Mesdaghinia, Alireza, Pourpak, Zahra, Naddafi, Kazem, Nodehi, Ramin Nabizadeh, Alizadeh, Zahra, Rezaei, Soheila, Mohammadi, Amir, Faraji, Maryam
MethodsX 2019 v.6 pp. 156-161
adverse effects, air pollutants, air pollution, analysis of variance, anemia, blood flow, blood sampling, erythrocytes, fiberglass, filters, hemoglobin, hemolysis, humans, in vitro studies, jaundice, metabolism, particulates, toxicity, ultrasonic treatment
Air pollutants are capable to enter bloodstream through the nose, mouth, skin and the digestive tract.

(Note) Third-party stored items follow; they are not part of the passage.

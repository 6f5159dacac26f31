//! # Publish Orchestrator Module
//!
//! Questo è il modulo principale che orchestra la pubblicazione ottimistica
//! di post e story.
//!
//! ## Flusso di esecuzione (post):
//! 1. **Entità ottimistica**: preview locali + campi autore dalla sessione,
//!    installata in modo sincrono alla submit (progress 0, Publishing)
//! 2. **Connecting phase**: attesa fissa (1500 ms) con progress fermo a 0
//! 3. **Counting phase**: ticker cosmetico (+5 ogni 100 ms, tetto 90) che
//!    corre in parallelo con la rete, puramente estetico
//! 4. **Lavoro reale, sequenziale**: upload media (se presenti) → sostituzione
//!    URL durevoli → creazione post → promozione best-effort
//! 5. **Successo**: stop ticker, snap a 100, 500 ms di pausa, Success,
//!    rimozione dopo 3000 ms
//! 6. **Fallimento**: stop ticker, Error(messaggio), card visibile 10000 ms
//!
//! ## Variante story:
//! Nessuna connecting phase, incrementi random (+0..=5 ogni 300 ms), pulizia
//! immediata alla terminazione e `refresh_key` incrementata esattamente una
//! volta per sottomissione.
//!
//! ## Politica di replacement (decisione esplicita):
//! **cancel-and-replace**: una nuova submit cancella il task precedente
//! (timer, sleep e richieste in volo comprese) prima di installare la nuova
//! entità ottimistica. Niente coda, niente merge. L'abort è best-effort su
//! runtime multi-thread, quindi ogni mutazione dello slot è comunque
//! vincolata al `local_id` della sottomissione che l'ha emessa.
//!
//! ## Error handling:
//! Ogni fallimento della catena viene catturato al boundary e convertito
//! nello stato terminale `Error` con messaggio leggibile; nulla risale al
//! chiamante come rejection non gestita. La promozione fallita viene loggata
//! e inghiottita, mai mostrata.

use crate::{
    api::{PostPayload, PublishApi, StoryPayload},
    config::Config,
    error::PublishError,
    pending::{PendingContent, PendingKind, PendingSlot, PendingStatus},
    preview::{PreviewRegistry, PreviewUrl},
    progress::{FixedStep, RandomStep},
    publisher::ticker::ProgressTicker,
    session::SessionStore,
};
use anyhow::Result;
use std::path::PathBuf;
use std::sync::atomic::{AtomicU64, Ordering};
use std::sync::{Arc, Mutex};
use std::time::Duration;
use tokio::sync::watch;
use tokio::task::{AbortHandle, JoinHandle};
use tracing::{debug, info, warn};

/// User-composed post before any network interaction
#[derive(Debug, Clone, Default)]
pub struct PostDraft {
    pub text: String,
    pub media_files: Vec<PathBuf>,
    pub category: Option<String>,
    pub city: Option<String>,
    pub phone: Option<String>,
    pub promotion_tier: Option<String>,
}

/// Handle over one fire-and-forget submission.
///
/// All outcomes flow through the shared pending slot, never through this
/// handle; it only exists to support explicit cancellation.
pub struct PublishTask {
    handle: JoinHandle<()>,
}

impl PublishTask {
    /// Abort the submission: timers, sleeps and in-flight requests included
    pub fn cancel(&self) {
        self.handle.abort();
    }

    pub fn is_finished(&self) -> bool {
        self.handle.is_finished()
    }

    /// Wait for the task to finish or be cancelled (test and CLI support)
    pub async fn wait(self) {
        let _ = self.handle.await;
    }
}

/// Main publish orchestrator, one instance per embedding application
pub struct Publisher<A: PublishApi + 'static> {
    api: Arc<A>,
    config: Config,
    session: Arc<dyn SessionStore>,
    previews: Arc<PreviewRegistry>,
    post_slot: Arc<PendingSlot>,
    story_slot: Arc<PendingSlot>,
    refresh_key: Arc<AtomicU64>,
    post_abort: Mutex<Option<AbortHandle>>,
    story_abort: Mutex<Option<AbortHandle>>,
}

impl<A: PublishApi + 'static> Publisher<A> {
    /// Create a new publisher instance
    pub fn new(api: A, config: Config, session: Arc<dyn SessionStore>) -> Result<Self> {
        config.validate()?;

        Ok(Self {
            api: Arc::new(api),
            config,
            session,
            previews: PreviewRegistry::new(),
            post_slot: Arc::new(PendingSlot::new()),
            story_slot: Arc::new(PendingSlot::new()),
            refresh_key: Arc::new(AtomicU64::new(0)),
            post_abort: Mutex::new(None),
            story_abort: Mutex::new(None),
        })
    }

    /// Observe the pending post indicator state
    pub fn subscribe_posts(&self) -> watch::Receiver<Option<PendingContent>> {
        self.post_slot.subscribe()
    }

    /// Observe the pending story indicator state
    pub fn subscribe_stories(&self) -> watch::Receiver<Option<PendingContent>> {
        self.story_slot.subscribe()
    }

    /// Counter bumped once per finished story submission; the story list
    /// re-fetches whenever it changes
    pub fn refresh_key(&self) -> u64 {
        self.refresh_key.load(Ordering::Relaxed)
    }

    /// Registry of live local preview URLs
    pub fn preview_registry(&self) -> &Arc<PreviewRegistry> {
        &self.previews
    }

    fn author_fields(&self) -> (Option<String>, Option<String>) {
        match self.session.load() {
            Ok(Some(profile)) => (Some(profile.user_name), profile.user_avatar),
            _ => (None, None),
        }
    }

    fn abort_previous(slot: &Mutex<Option<AbortHandle>>) {
        let mut guard = slot.lock().unwrap_or_else(|poisoned| poisoned.into_inner());
        if let Some(previous) = guard.take() {
            previous.abort();
        }
    }

    fn track_task(slot: &Mutex<Option<AbortHandle>>, next: AbortHandle) {
        let mut guard = slot.lock().unwrap_or_else(|poisoned| poisoned.into_inner());
        *guard = Some(next);
    }

    /// Submit a post. Fire-and-forget: the caller never awaits the outcome,
    /// it observes the pending slot instead.
    pub fn submit_post(&self, draft: PostDraft) -> PublishTask {
        // Replace, then install: the previous task must stop before the new
        // card goes up
        Self::abort_previous(&self.post_abort);

        // Build the optimistic entity synchronously, before any suspension
        let previews: Vec<PreviewUrl> = draft
            .media_files
            .iter()
            .map(|f| self.previews.acquire(f))
            .collect();
        let preview_urls = previews.iter().map(|p| p.url().to_string()).collect();
        let (author_name, author_avatar) = self.author_fields();

        let content = PendingContent::new(PendingKind::Post, draft.text.clone(), preview_urls)
            .with_author(author_name, author_avatar);
        let local_id = content.local_id.clone();

        info!("🚀 Publishing post ({} media file(s))", draft.media_files.len());
        // The indicator lives on the feed; make it visible regardless of
        // where the user was
        info!("📰 Switching to the feed view");
        self.post_slot.install(content);

        let api = Arc::clone(&self.api);
        let slot = Arc::clone(&self.post_slot);
        let config = self.config.clone();

        let handle = tokio::spawn(run_post_submission(
            api, config, slot, local_id, draft, previews,
        ));
        Self::track_task(&self.post_abort, handle.abort_handle());

        PublishTask { handle }
    }

    /// Submit a story. Same fire-and-forget shape as posts, without the
    /// connecting phase and with immediate cleanup on completion.
    pub fn submit_story(&self, payload: StoryPayload) -> PublishTask {
        Self::abort_previous(&self.story_abort);

        let previews: Vec<PreviewUrl> = payload
            .media_file
            .iter()
            .map(|f| self.previews.acquire(f))
            .collect();
        let preview_urls = previews.iter().map(|p| p.url().to_string()).collect();
        let (author_name, author_avatar) = self.author_fields();

        let text = payload.text.clone().unwrap_or_default();
        let content = PendingContent::new(PendingKind::Story, text, preview_urls)
            .with_author(author_name, author_avatar);
        let local_id = content.local_id.clone();

        info!("🚀 Publishing story (media: {})", payload.media_file.is_some());
        self.story_slot.install(content);

        let api = Arc::clone(&self.api);
        let slot = Arc::clone(&self.story_slot);
        let config = self.config.clone();
        let refresh_key = Arc::clone(&self.refresh_key);

        let handle = tokio::spawn(run_story_submission(
            api,
            config,
            slot,
            local_id,
            refresh_key,
            payload,
            previews,
        ));
        Self::track_task(&self.story_abort, handle.abort_handle());

        PublishTask { handle }
    }
}

/// Full post submission lifecycle; owns the previews until teardown
async fn run_post_submission<A: PublishApi>(
    api: Arc<A>,
    config: Config,
    slot: Arc<PendingSlot>,
    local_id: String,
    draft: PostDraft,
    mut previews: Vec<PreviewUrl>,
) {
    // Connecting phase: progress held at 0
    tokio::time::sleep(config.connect_delay()).await;

    // Counting phase: cosmetic ticker, concurrent with the real chain
    let ticker = ProgressTicker::start(
        Arc::clone(&slot),
        local_id.clone(),
        Box::new(FixedStep::new(
            config.post_tick_step,
            Duration::from_millis(config.post_tick_ms),
        )),
        config.progress_ceiling,
    );

    let result = post_chain(api.as_ref(), &draft, &mut previews).await;

    match result {
        Ok(()) => {
            ticker.stop();
            slot.snap_complete(&local_id);
            tokio::time::sleep(config.success_hold()).await;
            slot.set_status(&local_id, PendingStatus::Success);
            info!("✅ Post published");

            tokio::time::sleep(config.post_success_clear()).await;
            slot.clear(&local_id);
        }
        Err(e) => {
            ticker.stop();
            let message = e.user_message();
            warn!("❌ Post publish failed: {}", e);
            slot.set_status(&local_id, PendingStatus::Error(message));

            tokio::time::sleep(config.post_error_clear()).await;
            slot.clear(&local_id);
        }
    }
    // Any preview not already substituted is released here, on teardown
}

/// The real network chain, strictly sequential: upload → create → promote
async fn post_chain<A: PublishApi>(
    api: &A,
    draft: &PostDraft,
    previews: &mut [PreviewUrl],
) -> Result<(), PublishError> {
    let media = if draft.media_files.is_empty() {
        Vec::new()
    } else {
        let stored = api.upload_multiple(&draft.media_files).await?;
        // Durable URLs substitute the local previews; revoke them now
        for preview in previews.iter_mut() {
            preview.release();
        }
        stored
    };

    let payload = PostPayload {
        content: draft.text.clone(),
        category: draft.category.clone(),
        city: draft.city.clone(),
        phone: draft.phone.clone(),
        media,
        promotion_tier: draft.promotion_tier.clone(),
    };

    let created = api.create_post(&payload).await?;
    debug!("Post created with id {}", created.id);

    // Best effort: a failed promotion never aborts or surfaces
    if let Some(tier) = &draft.promotion_tier {
        if let Err(e) = api.promote_post(&created.id, tier).await {
            warn!("Promotion to tier '{}' failed (ignored): {}", tier, e);
        }
    }

    Ok(())
}

/// Story submission lifecycle: no connecting phase, immediate cleanup
async fn run_story_submission<A: PublishApi>(
    api: Arc<A>,
    config: Config,
    slot: Arc<PendingSlot>,
    local_id: String,
    refresh_key: Arc<AtomicU64>,
    payload: StoryPayload,
    previews: Vec<PreviewUrl>,
) {
    let ticker = ProgressTicker::start(
        Arc::clone(&slot),
        local_id.clone(),
        Box::new(RandomStep::new(
            config.story_tick_max_step,
            Duration::from_millis(config.story_tick_ms),
        )),
        config.progress_ceiling,
    );

    let result = api.create_story(&payload).await;
    ticker.stop();

    match result {
        Ok(()) => {
            slot.snap_complete(&local_id);
            slot.set_status(&local_id, PendingStatus::Success);
            info!("✅ Story published");
        }
        Err(e) => {
            slot.set_status(&local_id, PendingStatus::Error(e.user_message()));
            warn!("❌ Story publish failed: {}", e);
        }
    }

    // Let observers paint the terminal state before it disappears
    tokio::task::yield_now().await;

    // No cooldown window for stories; the list re-fetches instead
    slot.clear(&local_id);
    refresh_key.fetch_add(1, Ordering::Relaxed);
    drop(previews);
}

Hemolysis is the premature destruction of red blood cells (RBCs) membranes. This can affect metabolism of RBCs and reduce cell life. Each of these adverse effects could lead to anemia, jaundice and other pathological conditions. Hemolysis can induce by the mineral components adsorbed on the particles. The aim of this study was to evaluate hemolysis of RBCs treated by airborne PM10 (PM with aerodynamic diameter ≤ 10 μm) in vitro. Study had two main stages including sampling and preparation of PM10 suspension, and hemolysis test. Particle samples were collected by means of a high-volume sampler on fiberglass filters. The PM10 was extracted through dry ultrasonic method. Blood sample was incubated by PM10 at concentrations 50–300 μg/mL for 3 h. Hemolysis percent was assessed through measurement of Hemoglobin concentration in test samples and total blood hemoglobin (TBH) sample by the cyanmethemoglobin method. Analysis of variance (ANOVA) and Tukey post-hoc test were applied to compare mean values of hemolysis percent between different PM concentrations.Method used in current study is suggested for investigation of toxic effects of airborne particle matter (PM1, PM2.5 and PM10) on human RBCs.